This is a rare situation, in fact so rare, that some other long-time (in many cases, retired) mechanics have conferred that you might only see this once or twice in a lifetime under normal circumstances.  Driveshafts are made of stainless steel.  So literally the metal has failed, but that is extremely uncommon.  Driveshafts can and do break when the motor encounters a collision, and this is something I have seen many times.  There is usually evidence in other parts of the motor of damage as well such as the gearcase or exhaust housing, or the mounting hardware.  But to have a driveshaft fail on it's own under normal usage is generally going to be a manufacturing defect. 

Generally with a collision the driveshaft will simply snap in half.  Remember the rotary forces created by the crankshaft are being transmitted down the driveshaft (so you are applying a twisting force), into a pinion gear, and then to the prop shaft and various gearcase components.   When the prop is suddenly stopped, the prop will spin in the prop hub and/or break the shear pin.  These two provisions generally prevent damage to the motor, but not necessarily give it 100% protection; it's the best you can do.  If the collisions is of great enough magnitude the driveshaft is going to take on this sudden stop.  There are a lot of forces being generated here!

Here is a picture of a driveshaft that broke under normal usage (no collision) at the impeller key.  The customer was boating along when suddenly he lost all power and the motor started winding out at high RPM.  Well the reason for the high RPM is because the powerhead had nothing to work against with the broken driveshaft.  Upon receipt, I would shift the motor and here the gearcase click into gear, yet I could turn the flywheel without seeing the prop turn in any direction.  Further diagnosis became suspect when I removed the gearcase off the motor to see the driveshaft still mounted in it's proper position.  Off came the impeller housing and the problem was very obvious.  Of all the places a driveshaft could fail, I suppose this would be the best spot due to the smaller amount of materal left to absorb the rotary forces, due to the impeller key orifice (the little metal peg, which holds the impeller/water pump in place).


Corroded Exhaust Housing

The exhaust housing is often referred to as the lower 'leg' of the motor. In fact what it is responsible for is protecting the driveshaft in an enclosure, the shift shaft, the water tube which delivers cooling water up to the powerhead, and finally directly exhaust down from the powerhead to an under water orifice.  Perhaps the most obvious function is noise suppression and keeping exhaust emissions away from an operator.  If you've ever owned an outboard where the shift shaft linkage is accessed via a little 'door' on the exhaust housing, and this cover has been lost or removed while the motor is running, then you quickly learn just how important the housing is.

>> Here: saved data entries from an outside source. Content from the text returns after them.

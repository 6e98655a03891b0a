//! Sequential batch processing: text in, saved dictionary entries out.
//!
//! Words are processed strictly one at a time with an inter-request delay,
//! because the local model backend does not handle rapid-fire or concurrent
//! requests reliably. A failed word is logged and skipped; the batch keeps
//! going and reports aggregate counts at the end.

use std::time::Duration;

use tracing::{info, warn};
use trilex::{extract_candidates, prompt, LlmClient};

use crate::error::StoreError;
use crate::storage::{Dictionary, DictionaryStore};

/// Knobs for one batch run.
#[derive(Debug, Clone)]
pub struct BatchOptions {
    /// Pause between consecutive generation requests.
    pub inter_request_delay: Duration,
    /// Skip candidates already present in the target dictionary.
    pub skip_existing: bool,
}

impl Default for BatchOptions {
    fn default() -> Self {
        Self {
            inter_request_delay: Duration::from_millis(500),
            skip_existing: true,
        }
    }
}

/// What happened to each candidate in a batch run.
#[derive(Debug, Default, Clone, PartialEq, Eq)]
pub struct BatchReport {
    /// Words recovered and written to the dictionary.
    pub processed: Vec<String>,
    /// Words whose generation request failed.
    pub failed: Vec<String>,
    /// Words skipped because the dictionary already had them.
    pub skipped: Vec<String>,
}

/// Extracts candidates from `text`, generates an entry per word, and saves
/// the updated dictionary under `dictionary_name`.
///
/// Model failures never abort the batch; only store failures propagate. The
/// dictionary is saved once, after the loop, and only when something was
/// actually added.
pub async fn process_text(
    llm: &dyn LlmClient,
    store: &dyn DictionaryStore,
    dictionary_name: &str,
    text: &str,
    options: &BatchOptions,
) -> Result<BatchReport, StoreError> {
    let candidates = extract_candidates(text, llm).await;
    info!(count = candidates.len(), dictionary = dictionary_name, "batch started");

    let mut dictionary = store
        .get(dictionary_name)?
        .unwrap_or_else(|| Dictionary::new(dictionary_name));
    let mut report = BatchReport::default();

    for word in candidates {
        if options.skip_existing && dictionary.contains(&word) {
            report.skipped.push(word);
            continue;
        }

        if !(report.processed.is_empty() && report.failed.is_empty())
            && !options.inter_request_delay.is_zero()
        {
            tokio::time::sleep(options.inter_request_delay).await;
        }

        match llm.query(&prompt::entry_prompt(&word)).await {
            Ok(raw) => {
                dictionary.upsert(trilex::parse(&raw, &word));
                report.processed.push(word);
            }
            Err(err) => {
                warn!(word, error = %err, "word generation failed, skipping");
                report.failed.push(word);
            }
        }
    }

    if !report.processed.is_empty() {
        store.save(&dictionary)?;
    }
    info!(
        processed = report.processed.len(),
        failed = report.failed.len(),
        skipped = report.skipped.len(),
        "batch finished"
    );
    Ok(report)
}

#[cfg(test)]
mod tests {
    use async_trait::async_trait;
    use pretty_assertions::assert_eq;
    use trilex::QueryError;

    use super::*;
    use crate::storage::MemoryStore;

    /// Answers every generation request with the same canned response, or
    /// fails for words listed in `failing`.
    struct ScriptedLlm {
        response: &'static str,
        failing: Vec<&'static str>,
    }

    #[async_trait]
    impl LlmClient for ScriptedLlm {
        async fn query(&self, prompt: &str) -> Result<String, QueryError> {
            if self.failing.iter().any(|word| prompt.contains(word)) {
                return Err(QueryError::Transport("scripted failure".into()));
            }
            Ok(self.response.to_string())
        }
    }

    fn instant_options() -> BatchOptions {
        BatchOptions {
            inter_request_delay: Duration::ZERO,
            skip_existing: true,
        }
    }

    const ENTRY_JSON: &str =
        r#"{"modes": {"professional": {"definition": "a recovered definition"}}}"#;

    #[tokio::test]
    async fn test_batch_saves_all_words() {
        let llm = ScriptedLlm {
            response: ENTRY_JSON,
            failing: vec![],
        };
        let store = MemoryStore::new();

        let report = process_text(&llm, &store, "academic", "paradigm heuristic", &instant_options())
            .await
            .unwrap();

        assert_eq!(report.processed, vec!["paradigm", "heuristic"]);
        assert!(report.failed.is_empty());

        let dict = store.get("academic").unwrap().unwrap();
        assert_eq!(dict.len(), 2);
        assert_eq!(dict.words[0].professional.definition, "a recovered definition");
    }

    #[tokio::test]
    async fn test_failed_word_is_skipped_not_fatal() {
        let llm = ScriptedLlm {
            response: ENTRY_JSON,
            failing: vec!["heuristic"],
        };
        let store = MemoryStore::new();

        let report = process_text(&llm, &store, "d", "paradigm heuristic synthesis", &instant_options())
            .await
            .unwrap();

        assert_eq!(report.processed, vec!["paradigm", "synthesis"]);
        assert_eq!(report.failed, vec!["heuristic"]);
        assert_eq!(store.get("d").unwrap().unwrap().len(), 2);
    }

    #[tokio::test]
    async fn test_existing_words_are_skipped() {
        let llm = ScriptedLlm {
            response: ENTRY_JSON,
            failing: vec![],
        };
        let store = MemoryStore::new();
        let mut dict = Dictionary::new("d");
        dict.upsert(trilex::VocabularyEntry::empty("paradigm"));
        store.save(&dict).unwrap();

        let report = process_text(&llm, &store, "d", "paradigm heuristic", &instant_options())
            .await
            .unwrap();

        assert_eq!(report.skipped, vec!["paradigm"]);
        assert_eq!(report.processed, vec!["heuristic"]);
        // The existing empty entry is untouched.
        let dict = store.get("d").unwrap().unwrap();
        assert!(dict.words[0].professional.definition.is_empty());
    }

    #[tokio::test]
    async fn test_nothing_processed_means_nothing_saved() {
        let llm = ScriptedLlm {
            response: ENTRY_JSON,
            failing: vec!["paradigm", "heuristic"],
        };
        let store = MemoryStore::new();

        let report = process_text(&llm, &store, "d", "paradigm heuristic", &instant_options())
            .await
            .unwrap();

        assert!(report.processed.is_empty());
        assert_eq!(report.failed.len(), 2);
        assert!(store.get("d").unwrap().is_none());
    }

    #[tokio::test]
    async fn test_unstructured_response_still_saved() {
        // The parser's heuristic fallback means even a prose response yields
        // a (degraded) entry worth saving.
        let llm = ScriptedLlm {
            response: "🧠 Definition: mined from prose",
            failing: vec![],
        };
        let store = MemoryStore::new();

        let report = process_text(&llm, &store, "d", "liminal ubiquitous", &instant_options())
            .await
            .unwrap();

        assert_eq!(report.processed.len(), 2);
        let dict = store.get("d").unwrap().unwrap();
        assert_eq!(dict.words[0].professional.definition, "mined from prose");
    }
}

Without a properly enclosed housing, every internal combustion explosion sends out a deafining pop.  It literally sounds like an automatic shotgun going off and is an absolutely miserable thing to be around.  If you aren't underway, you quickly find yourself inhaling exhaust fumes too.  Even modern day motors with next to no emmisions still give off an odor, and your clothing and hair will get saturated with it.

Here is an upper exhaust housing for a 15hp motor that has two holes in it.  After carrying out all the repairs necessary I was running the motor on it's initial test trial.  It was vary obvious there was something wrong, as exhaust fumes started going everywhere in a very unusual way.  After some investigation it was clear what the source of the problem was.  Well this also meant I had to do a full disassembly of the motor to replace the exhaust housing.  Who knows how these holes got here.  And how did the previous operator keep using the motor thinking this was normal?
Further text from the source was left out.